* **The task**
Below are some records; output all of them exactly.

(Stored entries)
%%
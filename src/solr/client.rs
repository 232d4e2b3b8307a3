// file: src/solr/client.rs
// description: Solr select endpoint client
// reference: https://solr.apache.org/guide/solr/latest/query-guide/json-request-api.html

use crate::error::{PrepError, Result};
use crate::models::{QueryParams, QueryText};
use crate::utils::Validator;
use reqwest::Client;
use serde_json::Value;
use std::path::Path;
use tracing::debug;

pub const DEFAULT_SOLR_URI: &str = "http://localhost:8983/solr";
pub const DEFAULT_COLLECTION: &str = "courses";

pub struct SolrClient {
    client: Client,
    base_uri: String,
    collection: String,
}

impl SolrClient {
    pub fn new(base_uri: impl Into<String>, collection: impl Into<String>) -> Result<Self> {
        let base_uri = base_uri.into();
        let collection = collection.into();

        Validator::validate_url(&base_uri)?;
        Validator::validate_collection(&collection)?;

        Ok(Self {
            client: Client::new(),
            base_uri,
            collection,
        })
    }

    pub fn select_url(&self) -> String {
        format!(
            "{}/{}/select",
            self.base_uri.trim_end_matches('/'),
            self.collection
        )
    }

    /// Loads the query text and the request options and merges them into one
    /// request body.
    pub fn load_request(query_path: &Path, params_path: &Path) -> Result<QueryParams> {
        let query = QueryText::from_file(query_path)?;
        let params = QueryParams::from_file(params_path)?;
        Ok(params.with_query_text(query.query_text))
    }

    /// Sends one POST to `<uri>/<collection>/select` and returns the decoded
    /// response body.
    pub async fn select(&self, params: &QueryParams) -> Result<Value> {
        let url = self.select_url();

        debug!("Posting {} request options to {}", params.as_map().len(), url);

        let response = self
            .client
            .post(&url)
            .json(params)
            .send()
            .await
            .map_err(|e| PrepError::Http(format!("Failed to send request to {}: {}", url, e)))?;

        if !response.status().is_success() {
            let status = response.status();
            let error_text = response
                .text()
                .await
                .unwrap_or_else(|_| "Unknown error".to_string());
            return Err(PrepError::Http(format!(
                "{} returned status {}: {}",
                url, status, error_text
            )));
        }

        let body: Value = response
            .json()
            .await
            .map_err(|e| PrepError::Http(format!("Failed to parse Solr response: {}", e)))?;

        Ok(body)
    }
}
// file: src/exporter/trec.rs
// description: TREC qrels output for judgment lists
// reference: trec_eval qrels format (query iteration docno relevance)

use crate::error::Result;
use crate::models::JudgmentList;
use std::io::Write;
use std::path::Path;

const QUERY_PLACEHOLDER: &str = "0";
const ITERATION: &str = "0";
const RELEVANT: &str = "1";

pub struct TrecFormatter;

impl TrecFormatter {
    pub fn new() -> Self {
        Self
    }

    pub fn format_line(&self, doc_id: &str) -> String {
        format!(
            "{} {} {} {}",
            QUERY_PLACEHOLDER,
            ITERATION,
            doc_id.trim(),
            RELEVANT
        )
    }

    pub fn write_judgments<W: Write>(&self, judgments: &[String], out: &mut W) -> Result<usize> {
        for doc_id in judgments {
            writeln!(out, "{}", self.format_line(doc_id))?;
        }
        out.flush()?;
        Ok(judgments.len())
    }

    /// Reads a query file and writes its judgments in TREC format.
    pub fn write_file<W: Write>(&self, path: &Path, out: &mut W) -> Result<usize> {
        let list = JudgmentList::from_file(path)?;
        self.write_judgments(&list.judgments, out)
    }
}

impl Default for TrecFormatter {
    fn default() -> Self {
        Self::new()
    }
}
%%
* **Answer area**
filename src/solr/client.rs
repository 232d4e2b3b8307a3
// file: src/solr/client.rs
// description: Solr select endpoint client
// reference: https://solr.apache.org/guide/solr/latest/query-guide/json-request-api.html

use crate::error::{PrepError, Result};
use crate::models::{QueryParams, QueryText};
use crate::utils::Validator;
use reqwest::Client;
use serde_json::Value;
use std::path::Path;
use tracing::debug;

pub const DEFAULT_SOLR_URI: &str = "http://localhost:8983/solr";
pub const DEFAULT_COLLECTION: &str = "courses";

pub struct SolrClient {
    client: Client,
    base_uri: String,
    collection: String,
}

impl SolrClient {
    pub fn new(base_uri: impl Into<String>, collection: impl Into<String>) -> Result<Self> {
        let base_uri = base_uri.into();
        let collection = collection.into();

        Validator::validate_url(&base_uri)?;
        Validator::validate_collection(&collection)?;

        Ok(Self {
            client: Client::new(),
            base_uri,
            collection,
        })
    }

    pub fn select_url(&self) -> String {
        format!(
            "{}/{}/select",
            self.base_uri.trim_end_matches('/'),
            self.collection
        )
    }

    /// Loads the query text and the request options and merges them into one
    /// request body.
    pub fn load_request(query_path: &Path, params_path: &Path) -> Result<QueryParams> {
        let query = QueryText::from_file(query_path)?;
        let params = QueryParams::from_file(params_path)?;
        Ok(params.with_query_text(query.query_text))
    }

    /// Sends one POST to `<uri>/<collection>/select` and returns the decoded
    /// response body.
    pub async fn select(&self, params: &QueryParams) -> Result<Value> {
        let url = self.select_url();

        debug!("Posting {} request options to {}", params.as_map().len(), url);

        let response = self
            .client
            .post(&url)
            .json(params)
            .send()
            .await
            .map_err(|e| PrepError::Http(format!("Failed to send request to {}: {}", url, e)))?;

        if !response.status().is_success() {
            let status = response.status();
            let error_text = response
                .text()
                .await
                .unwrap_or_else(|_| "Unknown error".to_string());
            return Err(PrepError::Http(format!(
                "{} returned status {}: {}",
                url, status, error_text
            )));
        }

        let body: Value = response
            .json()
            .await
            .map_err(|e| PrepError::Http(format!("Failed to parse Solr response: {}", e)))?;

        Ok(body)
    }
}
// file: src/exporter/trec.rs
// description: TREC qrels output for judgment lists
// reference: trec_eval qrels format (query iteration docno relevance)

use crate::error::Result;
use crate::models::JudgmentList;
use std::io::Write;
use std::path::Path;

const QUERY_PLACEHOLDER: &str = "0";
const ITERATION: &str = "0";
const RELEVANT: &str = "1";

pub struct TrecFormatter;

impl TrecFormatter {
    pub fn new() -> Self {
        Self
    }

    pub fn format_line(&self, doc_id: &str) -> String {
        format!(
            "{} {} {} {}",
            QUERY_PLACEHOLDER,
            ITERATION,
            doc_id.trim(),
            RELEVANT
        )
    }

    pub fn write_judgments<W: Write>(&self, judgments: &[String], out: &mut W) -> Result<usize> {
        for doc_id in judgments {
            writeln!(out, "{}", self.format_line(doc_id))?;
        }
        out.flush()?;
        Ok(judgments.len())
    }

    /// Reads a query file and writes its judgments in TREC format.
    pub fn write_file<W: Write>(&self, path: &Path, out: &mut W) -> Result<usize> {
        let list = JudgmentList::from_file(path)?;
        self.write_judgments(&list.judgments, out)
    }
}

impl Default for TrecFormatter {
    fn default() -> Self {
        Self::new()
    }
}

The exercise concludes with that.